» Directions for this task:
In the records that follow, locate every line with "LucasVariant" and extract it.

» Material for this exercise:
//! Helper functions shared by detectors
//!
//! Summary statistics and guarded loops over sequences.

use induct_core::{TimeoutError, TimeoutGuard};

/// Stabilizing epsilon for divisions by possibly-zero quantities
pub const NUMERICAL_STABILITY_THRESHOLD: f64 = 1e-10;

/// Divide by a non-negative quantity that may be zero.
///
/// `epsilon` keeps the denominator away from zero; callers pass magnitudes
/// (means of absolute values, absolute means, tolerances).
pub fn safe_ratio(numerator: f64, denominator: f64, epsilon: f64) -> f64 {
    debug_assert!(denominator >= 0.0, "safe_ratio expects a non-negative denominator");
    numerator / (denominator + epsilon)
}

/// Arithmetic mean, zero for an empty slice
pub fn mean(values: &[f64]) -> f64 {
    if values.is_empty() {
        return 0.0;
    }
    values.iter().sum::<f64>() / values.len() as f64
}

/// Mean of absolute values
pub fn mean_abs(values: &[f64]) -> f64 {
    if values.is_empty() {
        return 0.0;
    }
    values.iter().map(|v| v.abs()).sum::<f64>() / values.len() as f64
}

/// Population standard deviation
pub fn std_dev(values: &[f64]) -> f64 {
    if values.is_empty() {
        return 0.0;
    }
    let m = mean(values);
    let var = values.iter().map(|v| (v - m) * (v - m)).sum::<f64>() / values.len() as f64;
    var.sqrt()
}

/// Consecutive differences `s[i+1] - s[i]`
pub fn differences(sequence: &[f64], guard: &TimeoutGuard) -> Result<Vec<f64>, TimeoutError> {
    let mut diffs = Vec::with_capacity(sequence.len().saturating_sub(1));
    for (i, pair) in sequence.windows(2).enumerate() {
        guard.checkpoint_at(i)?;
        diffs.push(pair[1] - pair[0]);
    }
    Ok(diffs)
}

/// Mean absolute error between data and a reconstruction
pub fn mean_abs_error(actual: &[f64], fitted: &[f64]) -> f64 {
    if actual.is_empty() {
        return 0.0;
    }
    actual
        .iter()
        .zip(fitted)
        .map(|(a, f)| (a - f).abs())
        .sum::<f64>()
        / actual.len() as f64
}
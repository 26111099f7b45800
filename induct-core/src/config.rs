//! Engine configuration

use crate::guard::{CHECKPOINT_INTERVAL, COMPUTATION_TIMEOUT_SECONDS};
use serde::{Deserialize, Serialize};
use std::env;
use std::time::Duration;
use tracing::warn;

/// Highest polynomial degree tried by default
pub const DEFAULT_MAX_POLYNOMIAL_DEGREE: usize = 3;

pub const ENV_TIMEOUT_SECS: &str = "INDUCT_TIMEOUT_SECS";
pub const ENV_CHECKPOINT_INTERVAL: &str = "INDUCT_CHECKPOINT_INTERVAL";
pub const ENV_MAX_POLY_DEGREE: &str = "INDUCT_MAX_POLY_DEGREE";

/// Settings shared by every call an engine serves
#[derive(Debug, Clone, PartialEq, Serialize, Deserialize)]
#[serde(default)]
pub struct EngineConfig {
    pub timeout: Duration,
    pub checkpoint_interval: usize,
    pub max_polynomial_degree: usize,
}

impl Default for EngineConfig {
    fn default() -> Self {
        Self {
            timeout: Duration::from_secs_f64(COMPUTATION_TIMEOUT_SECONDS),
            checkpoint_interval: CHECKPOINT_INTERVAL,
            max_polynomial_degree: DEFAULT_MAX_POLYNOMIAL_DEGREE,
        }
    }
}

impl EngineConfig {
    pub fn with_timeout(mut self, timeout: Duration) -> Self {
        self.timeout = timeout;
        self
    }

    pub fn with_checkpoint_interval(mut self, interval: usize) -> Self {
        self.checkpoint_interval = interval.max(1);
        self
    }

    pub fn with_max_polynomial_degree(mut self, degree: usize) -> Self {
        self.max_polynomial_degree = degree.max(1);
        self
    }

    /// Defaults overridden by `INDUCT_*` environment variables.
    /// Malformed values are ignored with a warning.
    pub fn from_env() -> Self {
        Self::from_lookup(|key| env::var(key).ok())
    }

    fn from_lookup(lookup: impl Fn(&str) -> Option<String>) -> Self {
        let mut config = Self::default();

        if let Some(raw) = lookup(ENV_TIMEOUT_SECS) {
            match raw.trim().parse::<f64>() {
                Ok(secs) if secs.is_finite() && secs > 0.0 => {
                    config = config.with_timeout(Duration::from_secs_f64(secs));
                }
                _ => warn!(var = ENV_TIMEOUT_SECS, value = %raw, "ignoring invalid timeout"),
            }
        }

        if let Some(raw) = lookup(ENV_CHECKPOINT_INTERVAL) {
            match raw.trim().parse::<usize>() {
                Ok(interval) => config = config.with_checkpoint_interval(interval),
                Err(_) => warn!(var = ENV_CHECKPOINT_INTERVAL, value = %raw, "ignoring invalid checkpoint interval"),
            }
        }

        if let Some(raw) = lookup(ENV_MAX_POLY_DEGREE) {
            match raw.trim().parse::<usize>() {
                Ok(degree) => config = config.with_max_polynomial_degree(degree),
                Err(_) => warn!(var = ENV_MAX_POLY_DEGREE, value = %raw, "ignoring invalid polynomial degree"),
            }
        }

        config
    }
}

...

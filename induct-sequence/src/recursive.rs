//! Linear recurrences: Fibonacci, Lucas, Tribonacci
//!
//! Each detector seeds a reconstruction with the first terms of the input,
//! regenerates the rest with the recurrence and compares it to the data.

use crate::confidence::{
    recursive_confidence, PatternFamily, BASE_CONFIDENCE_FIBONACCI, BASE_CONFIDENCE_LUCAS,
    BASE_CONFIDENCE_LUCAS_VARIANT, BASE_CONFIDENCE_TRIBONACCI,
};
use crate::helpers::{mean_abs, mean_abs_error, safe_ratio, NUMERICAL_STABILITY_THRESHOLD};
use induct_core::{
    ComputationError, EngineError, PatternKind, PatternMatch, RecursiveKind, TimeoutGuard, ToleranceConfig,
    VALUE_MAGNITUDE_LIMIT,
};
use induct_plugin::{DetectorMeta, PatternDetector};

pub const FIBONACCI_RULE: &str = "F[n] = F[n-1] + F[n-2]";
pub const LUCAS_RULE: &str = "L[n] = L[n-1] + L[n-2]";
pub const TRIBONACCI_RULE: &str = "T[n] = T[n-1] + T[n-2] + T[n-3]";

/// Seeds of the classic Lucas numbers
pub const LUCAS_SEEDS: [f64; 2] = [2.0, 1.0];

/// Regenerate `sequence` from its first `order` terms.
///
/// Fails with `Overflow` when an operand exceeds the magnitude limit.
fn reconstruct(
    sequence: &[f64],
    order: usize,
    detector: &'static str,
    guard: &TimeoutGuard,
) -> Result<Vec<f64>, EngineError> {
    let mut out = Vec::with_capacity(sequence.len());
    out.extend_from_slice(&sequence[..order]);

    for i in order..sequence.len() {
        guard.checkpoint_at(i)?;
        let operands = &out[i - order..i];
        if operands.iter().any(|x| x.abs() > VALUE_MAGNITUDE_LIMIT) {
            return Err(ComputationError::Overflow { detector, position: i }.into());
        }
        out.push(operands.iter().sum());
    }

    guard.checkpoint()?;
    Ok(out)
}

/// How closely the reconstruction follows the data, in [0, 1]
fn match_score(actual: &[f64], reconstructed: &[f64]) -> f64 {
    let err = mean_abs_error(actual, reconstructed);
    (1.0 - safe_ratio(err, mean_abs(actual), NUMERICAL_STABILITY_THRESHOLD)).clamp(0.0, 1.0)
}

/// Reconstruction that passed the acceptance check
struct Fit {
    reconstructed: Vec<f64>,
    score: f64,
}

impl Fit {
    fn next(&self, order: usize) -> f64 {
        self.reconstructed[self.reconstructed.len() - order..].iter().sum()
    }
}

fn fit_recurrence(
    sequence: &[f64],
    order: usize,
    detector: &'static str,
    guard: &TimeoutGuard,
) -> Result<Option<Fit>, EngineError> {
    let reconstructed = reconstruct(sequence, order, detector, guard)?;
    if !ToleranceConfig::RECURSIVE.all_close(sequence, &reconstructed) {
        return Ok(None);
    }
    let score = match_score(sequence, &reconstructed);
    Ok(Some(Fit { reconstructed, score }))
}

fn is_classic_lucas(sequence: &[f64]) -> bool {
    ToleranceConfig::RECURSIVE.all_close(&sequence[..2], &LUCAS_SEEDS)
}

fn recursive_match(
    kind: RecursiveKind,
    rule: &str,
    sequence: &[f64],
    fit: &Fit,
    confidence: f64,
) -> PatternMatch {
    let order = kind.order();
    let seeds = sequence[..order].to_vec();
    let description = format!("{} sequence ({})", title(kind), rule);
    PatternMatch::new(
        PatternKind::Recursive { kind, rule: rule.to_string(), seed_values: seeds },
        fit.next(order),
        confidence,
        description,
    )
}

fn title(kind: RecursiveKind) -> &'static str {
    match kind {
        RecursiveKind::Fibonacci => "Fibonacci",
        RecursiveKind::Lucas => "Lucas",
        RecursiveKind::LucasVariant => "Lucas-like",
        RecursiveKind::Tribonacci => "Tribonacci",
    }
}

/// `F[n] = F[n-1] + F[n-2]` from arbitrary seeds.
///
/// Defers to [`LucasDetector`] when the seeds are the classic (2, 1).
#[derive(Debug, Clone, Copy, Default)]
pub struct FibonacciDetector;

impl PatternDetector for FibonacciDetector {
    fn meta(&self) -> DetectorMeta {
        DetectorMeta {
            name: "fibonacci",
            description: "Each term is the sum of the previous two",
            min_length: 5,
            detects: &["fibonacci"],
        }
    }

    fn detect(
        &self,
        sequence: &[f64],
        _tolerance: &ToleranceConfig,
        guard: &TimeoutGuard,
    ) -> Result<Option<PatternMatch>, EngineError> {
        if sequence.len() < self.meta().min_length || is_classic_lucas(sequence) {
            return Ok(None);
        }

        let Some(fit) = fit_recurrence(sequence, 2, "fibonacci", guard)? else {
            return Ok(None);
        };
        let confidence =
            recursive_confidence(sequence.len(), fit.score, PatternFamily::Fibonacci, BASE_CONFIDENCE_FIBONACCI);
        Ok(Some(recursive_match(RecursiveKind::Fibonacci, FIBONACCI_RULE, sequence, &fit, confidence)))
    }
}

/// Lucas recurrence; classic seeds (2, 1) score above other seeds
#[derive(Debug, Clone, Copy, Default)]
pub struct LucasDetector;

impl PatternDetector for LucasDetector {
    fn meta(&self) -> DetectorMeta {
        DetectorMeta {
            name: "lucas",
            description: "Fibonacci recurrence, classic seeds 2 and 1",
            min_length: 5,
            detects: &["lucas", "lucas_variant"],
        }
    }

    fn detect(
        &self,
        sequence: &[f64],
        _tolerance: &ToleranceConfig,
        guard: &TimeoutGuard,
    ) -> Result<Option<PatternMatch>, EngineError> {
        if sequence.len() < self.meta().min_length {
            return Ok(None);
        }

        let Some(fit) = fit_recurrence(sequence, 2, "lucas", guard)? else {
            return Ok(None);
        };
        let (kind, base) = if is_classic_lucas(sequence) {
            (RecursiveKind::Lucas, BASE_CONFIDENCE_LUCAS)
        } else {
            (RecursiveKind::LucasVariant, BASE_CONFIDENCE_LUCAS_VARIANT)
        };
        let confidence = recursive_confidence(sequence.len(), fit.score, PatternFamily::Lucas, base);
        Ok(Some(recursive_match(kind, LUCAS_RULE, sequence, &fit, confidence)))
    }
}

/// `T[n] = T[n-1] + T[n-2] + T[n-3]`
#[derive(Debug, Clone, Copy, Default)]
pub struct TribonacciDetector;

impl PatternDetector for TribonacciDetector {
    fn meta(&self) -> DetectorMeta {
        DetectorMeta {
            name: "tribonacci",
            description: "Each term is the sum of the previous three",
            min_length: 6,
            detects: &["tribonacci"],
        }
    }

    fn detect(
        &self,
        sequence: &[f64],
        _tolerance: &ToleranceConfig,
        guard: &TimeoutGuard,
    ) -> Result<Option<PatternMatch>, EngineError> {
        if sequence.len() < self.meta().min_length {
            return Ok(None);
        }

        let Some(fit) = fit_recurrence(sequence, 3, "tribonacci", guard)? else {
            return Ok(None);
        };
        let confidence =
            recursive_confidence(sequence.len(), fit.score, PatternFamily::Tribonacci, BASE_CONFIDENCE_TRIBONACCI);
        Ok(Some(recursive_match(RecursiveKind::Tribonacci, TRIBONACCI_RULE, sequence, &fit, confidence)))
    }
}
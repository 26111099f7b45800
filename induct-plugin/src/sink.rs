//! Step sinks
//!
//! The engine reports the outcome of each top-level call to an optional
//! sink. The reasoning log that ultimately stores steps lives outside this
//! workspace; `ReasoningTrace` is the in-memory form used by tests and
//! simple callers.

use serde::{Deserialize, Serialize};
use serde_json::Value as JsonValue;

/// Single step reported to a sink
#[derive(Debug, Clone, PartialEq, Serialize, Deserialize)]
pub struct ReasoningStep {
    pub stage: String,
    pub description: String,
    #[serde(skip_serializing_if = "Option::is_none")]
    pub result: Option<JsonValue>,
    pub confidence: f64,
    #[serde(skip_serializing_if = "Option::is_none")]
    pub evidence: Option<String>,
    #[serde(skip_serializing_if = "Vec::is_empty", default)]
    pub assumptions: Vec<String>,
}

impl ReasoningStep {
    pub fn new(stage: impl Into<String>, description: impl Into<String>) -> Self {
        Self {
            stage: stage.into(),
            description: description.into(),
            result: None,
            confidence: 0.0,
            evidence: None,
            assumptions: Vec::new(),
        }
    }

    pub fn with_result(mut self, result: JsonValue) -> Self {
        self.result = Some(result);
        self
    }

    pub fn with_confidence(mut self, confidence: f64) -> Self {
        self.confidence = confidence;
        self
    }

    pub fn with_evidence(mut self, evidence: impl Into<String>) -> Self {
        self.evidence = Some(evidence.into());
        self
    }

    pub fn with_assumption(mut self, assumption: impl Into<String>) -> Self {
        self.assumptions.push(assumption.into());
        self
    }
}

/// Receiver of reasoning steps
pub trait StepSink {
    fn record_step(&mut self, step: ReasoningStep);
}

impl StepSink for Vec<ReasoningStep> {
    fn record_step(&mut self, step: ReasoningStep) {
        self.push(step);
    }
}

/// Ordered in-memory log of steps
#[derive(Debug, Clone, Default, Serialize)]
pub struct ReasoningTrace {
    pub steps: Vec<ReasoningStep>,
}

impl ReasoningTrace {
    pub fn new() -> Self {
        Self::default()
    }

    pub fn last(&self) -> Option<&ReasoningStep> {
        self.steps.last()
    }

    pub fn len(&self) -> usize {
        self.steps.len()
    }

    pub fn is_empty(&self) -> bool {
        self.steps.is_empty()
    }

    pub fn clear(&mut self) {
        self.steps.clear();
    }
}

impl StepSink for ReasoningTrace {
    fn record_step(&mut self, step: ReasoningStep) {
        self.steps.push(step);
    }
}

» Answer area:
        RecursiveKind::LucasVariant => "Lucas-like",
            (RecursiveKind::LucasVariant, BASE_CONFIDENCE_LUCAS_VARIANT)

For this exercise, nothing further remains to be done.